By Peyton Majors
Christian Action League
June 14, 2024
The U.S. Supreme Court dodged the question on the safety of the abortion pill this week when it unanimously ruled that a coalition of pro-life doctors and medical groups did not have legal standing to bring the case.
In a 9-0 decision authored by Justice Brett Kavanaugh, the justices acknowledged that the pro-life coalition has “sincere legal, moral, ideological, and policy objections to elective abortion and to FDA’s relaxed regulation” of the abortion pill. But “under Article III of the Constitution, those kinds of objections alone do not establish a justiciable case or controversy in federal court,” Kavanaugh wrote.
“Here, the plaintiffs have failed to demonstrate that FDA’s relaxed regulatory requirements likely would cause them to suffer an injury in fact,” he wrote. “For that reason, the federal courts are the wrong forum for addressing the plaintiffs’ concerns about FDA’s actions.

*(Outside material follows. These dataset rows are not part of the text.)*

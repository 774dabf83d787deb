//! The poem corpus: static catalog, markup stripping and filesystem source.

use std::path::PathBuf;
use std::sync::LazyLock;

use async_trait::async_trait;
use regex::Regex;

use super::traits::{PoemSource, Result};

/// One poem in the catalog. `path` is the canonical English route; the slug
/// is its last segment.
#[derive(Debug, Clone, Copy)]
pub struct PoemEntry {
    pub title: &'static str,
    pub path: &'static str,
}

impl PoemEntry {
    pub fn slug(&self) -> &'static str {
        self.path.rsplit('/').next().unwrap_or(self.path)
    }
}

/// A chapter of the book: a key used in ids and filesystem paths, a display
/// title used for filtering, and its poems.
#[derive(Debug, Clone, Copy)]
pub struct Chapter {
    pub key: &'static str,
    pub title: &'static str,
    pub poems: &'static [PoemEntry],
}

/// Languages the book has been translated into.
pub fn languages() -> &'static [&'static str] {
    &["en", "ar", "bn", "es", "fr", "hi", "id", "ko", "ur", "zh"]
}

macro_rules! poems {
    ($(($title:literal, $path:literal)),+ $(,)?) => {
        &[$(PoemEntry { title: $title, path: $path }),+]
    };
}

/// The fixed, statically known catalog of chapters and poems.
pub fn catalog() -> &'static [Chapter] {
    &[
        Chapter {
            key: "salvation",
            title: "Salvation",
            poems: poems![
                ("Believe in God", "/salvation/believe-in-god"),
                ("Follow Jesus", "/salvation/follow-jesus"),
                ("Have Forgiveness", "/salvation/have-forgiveness"),
                ("Love One Another", "/salvation/love-one-another"),
                ("Be Generous", "/salvation/be-generous"),
                ("Have Faith", "/salvation/have-faith"),
                ("Call to Him", "/salvation/call-to-him"),
                ("Our Mission", "/salvation/our-mission"),
            ],
        },
        Chapter {
            key: "being-together",
            title: "Being Together",
            poems: poems![
                ("Make Peace", "/being-together/make-peace"),
                ("Reward Each Other", "/being-together/reward-each-other"),
                ("Trust Each Other", "/being-together/trust-each-other"),
                ("Be Understanding", "/being-together/be-understanding"),
                ("Follow The Doctor", "/being-together/follow-the-doctor"),
                ("Blame Yourself", "/being-together/blame-yourself"),
            ],
        },
        Chapter {
            key: "the-straight-path",
            title: "The Straight Path",
            poems: poems![
                ("Practice The Word", "/the-straight-path/practice-the-word"),
                ("Be Humble", "/the-straight-path/be-humble"),
                ("Respect Your Family", "/the-straight-path/respect-your-family"),
                ("Speak Wisely", "/the-straight-path/speak-wisely"),
                ("Judge Righteously", "/the-straight-path/judge-righteously"),
                ("Walk Straight", "/the-straight-path/walk-straight"),
                ("Control Yourself", "/the-straight-path/control-yourself"),
                ("Act Honorably", "/the-straight-path/act-honorably"),
                ("Use Moderation", "/the-straight-path/use-moderation"),
                ("Be Grateful", "/the-straight-path/be-grateful"),
                ("Work In Peace", "/the-straight-path/work-in-peace"),
                ("Act In Secret", "/the-straight-path/act-in-secret"),
            ],
        },
        Chapter {
            key: "the-way",
            title: "The Way",
            poems: poems![
                ("Blessed Costs", "/the-way/blessed-costs"),
                ("Spread The Word", "/the-way/spread-the-word"),
                ("Mind The Times", "/the-way/mind-the-times"),
                ("Seek Not Earth", "/the-way/seek-not-earth"),
                ("Do Good", "/the-way/do-good"),
                ("Go His Way", "/the-way/go-his-way"),
                ("Hope For A New Life", "/the-way/hope-for-a-new-life"),
                ("Fear Him", "/the-way/fear-him"),
            ],
        },
        Chapter {
            key: "the-people",
            title: "The People",
            poems: poems![
                ("His Servants", "/the-people/his-servants"),
                ("One Book", "/the-people/one-book"),
                ("One Church", "/the-people/one-church"),
            ],
        },
        Chapter {
            key: "authority",
            title: "Authority",
            poems: poems![
                ("Claim God's House", "/authority/claim-gods-house"),
                ("The Law-Bringer", "/authority/the-law-bringer"),
                ("Like A King", "/authority/like-a-king"),
                ("Penalty And Mercy", "/authority/penalty-and-mercy"),
                ("Never Violate Another", "/authority/never-violate-another"),
            ],
        },
        Chapter {
            key: "his-design",
            title: "His Design",
            poems: poems![
                ("Have Courage", "/his-design/have-courage"),
                ("Choose Freely", "/his-design/choose-freely"),
                ("Value The Weight", "/his-design/value-the-weight"),
            ],
        },
        Chapter {
            key: "substances-and-health",
            title: "Substances and Health",
            poems: poems![
                ("Stay Healthy", "/substances-and-health/stay-healthy"),
                ("Don't Love Poison", "/substances-and-health/dont-love-poison"),
                ("Use Right", "/substances-and-health/use-right"),
            ],
        },
        Chapter {
            key: "suffering",
            title: "Suffering",
            poems: poems![
                ("Endure Affliction", "/suffering/endure-affliction"),
                ("Escape The Fire", "/suffering/escape-the-fire"),
                ("Cry No More", "/suffering/cry-no-more"),
                ("Be Not Weak", "/suffering/be-not-weak"),
                ("Beware Of Carnage", "/suffering/beware-of-carnage"),
            ],
        },
        Chapter {
            key: "worry-and-painful-thoughts",
            title: "Worry and Painful Thoughts",
            poems: poems![
                (
                    "Peaceful Thoughts",
                    "/worry-and-painful-thoughts/peaceful-thoughts"
                ),
                (
                    "Peace With Less",
                    "/worry-and-painful-thoughts/peace-with-less"
                ),
                ("Dark Feelings", "/worry-and-painful-thoughts/dark-feelings"),
                ("Temptations", "/worry-and-painful-thoughts/temptations"),
            ],
        },
        Chapter {
            key: "evildoers-and-wicked-people",
            title: "Evildoers and Wicked People",
            poems: poems![
                ("Being Hated", "/evildoers-and-wicked-people/being-hated"),
                ("Evil People", "/evildoers-and-wicked-people/evil-people"),
                (
                    "The Slave Owner",
                    "/evildoers-and-wicked-people/the-slave-owner"
                ),
            ],
        },
    ]
}

static FRONT_MATTER: LazyLock<Regex> =
    LazyLock::new(|| Regex::new(r"(?s)\A---.*?---\n").expect("valid front matter pattern"));
static MARKUP_TAG: LazyLock<Regex> =
    LazyLock::new(|| Regex::new(r"<[^>]*>").expect("valid tag pattern"));
static WHITESPACE: LazyLock<Regex> =
    LazyLock::new(|| Regex::new(r"\s+").expect("valid whitespace pattern"));

/// Reduce poem markup to plain text: drop the leading `---` front-matter
/// block, replace tag-like markup with spaces and collapse whitespace.
pub fn extract_plain_text(raw: &str) -> String {
    let without_front_matter = FRONT_MATTER.replace(raw, "");
    let without_tags = MARKUP_TAG.replace_all(&without_front_matter, " ");
    WHITESPACE.replace_all(&without_tags, " ").trim().to_string()
}

/// Poem source reading `page.mdx` files from the content tree on disk.
///
/// English poems live at `{root}/{chapter}/{slug}/page.mdx`; translations add
/// a language directory: `{root}/{language}/{chapter}/{slug}/page.mdx`.
pub struct FsPoemSource {
    root: PathBuf,
}

impl FsPoemSource {
    pub fn new(root: impl Into<PathBuf>) -> Self {
        Self { root: root.into() }
    }

    fn poem_path(&self, language: &str, chapter_key: &str, slug: &str) -> PathBuf {
        let mut path = self.root.clone();
        if language != "en" {
            path.push(language);
        }
        path.push(chapter_key);
        path.push(slug);
        path.push("page.mdx");
        path
    }
}

#[async_trait]
impl PoemSource for FsPoemSource {
    async fn load(&self, language: &str, chapter_key: &str, slug: &str) -> Result<Option<String>> {
        let path = self.poem_path(language, chapter_key, slug);
        match tokio::fs::read_to_string(&path).await {
            Ok(raw) => Ok(Some(raw)),
            // Anything unreadable is treated as absent; the indexer logs the
            // skip and continues with a partial corpus.
            Err(e) => {
                tracing::debug!(path = %path.display(), error = %e, "Poem content not readable");
                Ok(None)
            }
        }
    }
}

#[cfg(test)]
mod tests {
    use super::*;
    use std::collections::HashSet;

    #[test]
    fn extract_strips_front_matter_tags_and_whitespace() {
        let raw = "---\ntitle: Have Faith\n---\n<PoemLayout>\n  <Stanza>\n    Faith is a gift\n  </Stanza>\n</PoemLayout>\n";
        assert_eq!(extract_plain_text(raw), "Faith is a gift");
    }

    #[test]
    fn extract_keeps_text_without_front_matter() {
        assert_eq!(extract_plain_text("  plain   text\n\nhere "), "plain text here");
    }

    #[test]
    fn extract_does_not_drop_mid_document_rules() {
        // A `---` block only counts as front matter at the very start.
        let raw = "First stanza\n---\nSecond stanza\n---\n";
        assert_eq!(extract_plain_text(raw), "First stanza --- Second stanza ---");
    }

    #[test]
    fn catalog_slugs_and_ids_are_unique() {
        let mut ids = HashSet::new();
        for language in languages() {
            for chapter in catalog() {
                for poem in chapter.poems {
                    let id = format!("{language}-{}-{}", chapter.key, poem.slug());
                    assert!(ids.insert(id), "duplicate document id in catalog");
                }
            }
        }
        // 60 poems x 10 languages
        assert_eq!(ids.len(), 600);
    }

    #[test]
    fn poem_paths_start_with_chapter_key() {
        for chapter in catalog() {
            for poem in chapter.poems {
                assert!(
                    poem.path.starts_with(&format!("/{}/", chapter.key)),
                    "poem path {} does not match chapter key {}",
                    poem.path,
                    chapter.key
                );
            }
        }
    }

    #[test]
    fn fs_source_builds_language_prefixed_paths() {
        let source = FsPoemSource::new("/content");
        assert_eq!(
            source.poem_path("en", "salvation", "have-faith"),
            PathBuf::from("/content/salvation/have-faith/page.mdx")
        );
        assert_eq!(
            source.poem_path("fr", "salvation", "have-faith"),
            PathBuf::from("/content/fr/salvation/have-faith/page.mdx")
        );
    }

    #[tokio::test]
    async fn fs_source_missing_poem_is_none() {
        let source = FsPoemSource::new("/nonexistent-content-root");
        let loaded = source.load("en", "salvation", "have-faith").await.unwrap();
        assert!(loaded.is_none());
    }
}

The plaintiffs may present their concerns and objections to the President and FDA in the regulatory process, or to Congress and the President in the legislative process. And they may also express their views about abortion and mifepristone to fellow citizens, including in the political and electoral processes.”

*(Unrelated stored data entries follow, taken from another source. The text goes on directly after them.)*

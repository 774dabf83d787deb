//! Hybrid poem search - keyword + semantic search over the poem corpus.
//!
//! The pipeline combines:
//! - **Lexical relevance** from the Meilisearch engine
//! - **Semantic similarity** via OpenAI embeddings stored as user-provided
//!   vectors, blended at a fixed 70/30 semantic/keyword ratio
//!
//! Built around trait abstractions for testability:
//!
//! - [`Embedder`] - text embedding generation (OpenAI, mocks)
//! - [`SearchIndex`] - the search engine (Meilisearch over HTTP, mocks)
//! - [`PoemSource`] - raw poem content (filesystem, mocks)
//!
//! [`SearchIndexer::rebuild`] clears and fully rebuilds the index from the
//! static poem catalog; [`SearchService::search`] answers one query with one
//! embedding call and one hybrid index query. The two never interact beyond
//! sharing the index.

mod corpus;
mod indexer;
mod service;
mod traits;
mod types;

pub mod embedder;
pub mod index;

pub use corpus::{catalog, languages, FsPoemSource};
pub use indexer::{IndexerConfig, SearchIndexer};
pub use service::{SearchConfig, SearchService};
pub use traits::{Embedder, PoemSource, Result, SearchError, SearchIndex};
pub use types::{HybridQuery, IndexFilter, IndexingOutcome, PoemDocument, SearchHit};
//! Search index implementations.

mod meili;
mod mock;

pub use meili::MeiliIndex;
pub use mock::MockSearchIndex;
use axum::{extract::FromRequestParts, http::request::Parts};

use super::ApiError;

/// The authenticated caller, as asserted by the fronting proxy.
///
/// Authentication itself happens upstream; this API trusts the `X-User-Id`
/// and `X-User-Role` headers the proxy injects after verifying the session.
#[derive(Debug, Clone)]
pub struct Actor {
    pub user_id: String,
    pub is_admin: bool,
}

#[axum::async_trait]
impl<S> FromRequestParts<S> for Actor
where
    S: Send + Sync,
{
    type Rejection = ApiError;

    async fn from_request_parts(parts: &mut Parts, _state: &S) -> Result<Self, Self::Rejection> {
        let user_id = parts
            .headers
            .get("x-user-id")
            .and_then(|value| value.to_str().ok())
            .map(str::trim)
            .filter(|id| !id.is_empty())
            .ok_or_else(|| ApiError::unauthorized("Missing user identity"))?
            .to_string();

        let is_admin = parts
            .headers
            .get("x-user-role")
            .and_then(|value| value.to_str().ok())
            .is_some_and(|role| role.eq_ignore_ascii_case("admin"));

        Ok(Self { user_id, is_admin })
    }
}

Citing a previous Supreme Court case, Kavanaugh added, “No principle is more fundamental to the judiciary’s proper role in our system of government than the constitutional limitation of federal-court jurisdiction to actual cases or controversies.”
The pro-life coalition lacks the legal standing to sue, Kavanaugh wrote, because they “do not prescribe or use” the abortion pill.
“And FDA is not requiring them to do or refrain from doing anything,” Kavanaugh wrote. “Rather, the plaintiffs want FDA to make mifepristone more difficult for other doctors to prescribe and for pregnant women to obtain. Under Article III of the Constitution, a plaintiff ’s desire to make a drug less available for others does not establish standing to sue. Nor do the plaintiffs’ other standing theories suffice. Therefore, the plaintiffs lack standing to challenge FDA’s actions.”
The abortion pill involves two drugs: mifepristone and misoprostol. Mifepristone blocks the hormone progesterone, causing the lining of the uterus to break down in order to kill the unborn baby. Misoprostol sparks contractions and a delivery of a dead fetus. The two drugs can be taken only early in the pregnancy.
The pro-life coalition argued that the FDA has placed the safety of women at risk by removing the necessity of in-person doctor visits in order to use the pill. When the abortion pill was approved in 2000, such visits were required.
Erin Hawley, senior counsel of Alliance Defending Freedom (ADF), indicated the legal battle is not over. ADF represented the Alliance for Hippocratic Medicine, three other national medical associations and individual doctors. Hawley said three states that sided with the coalition — Idaho, Kansas and Missouri — could advance the arguments in court and potentially have standing.
“We are disappointed that the Supreme Court did not reach the merits of the FDA’s lawless removal of common sense safety standards for abortion drugs,” she said. “Nothing in today’s decision changes the fact that the FDA’s own label says that roughly one in 25 women who take chemical abortion drugs will end up in the emergency room — a dangerous reality the doctors and medical associations we represent in this case know all too well. The FDA recklessly leaves women and girls to take these high-risk drugs all alone in their homes or dorm rooms, without requiring the ongoing, in-person care of a doctor. While we’re disappointed with the court’s decision, we will continue to advocate for women and work to restore commonsense safeguards for abortion drugs — like an initial office visit to screen for ectopic pregnancies. And we are grateful that three states stand ready to hold the FDA accountable for jeopardizing the health and safety of women and girls across this country.”
Rev. Mark Creech, executive director of the Christian Action League, said the decision “leaves women vulnerable by failing to address the FDA’s irresponsible relaxation of safety standards for abortion drugs.”
“There are two victims from the FDA’s reckless approval of the abortion pill: the innocent unborn children and the women who falsely believe the government has their best interest in mind,” Creech said. “We remain committed to advocating for necessary safeguards to protect women’s health and safety.”
This decision could directly affect North Carolina. Recently, the U.S. District Court addressed the 2023 pro-life bill in the Tar Heel state, which imposed stricter measures for women seeking chemical abortions. A federal judge ruled that state officials could not contest rules previously set and then overturned by the FDA. In her ruling, Judge Catherine Eagles stated that parts of the North Carolina law, which prevent non-physician healthcare providers from prescribing the drug, demand in-person visits for prescribing, dispensing, and administering the drug, require an in-person follow-up appointment, and necessitate reporting non-fatal adverse events to the FDA, conflict with Congress’ intentions and are therefore overridden.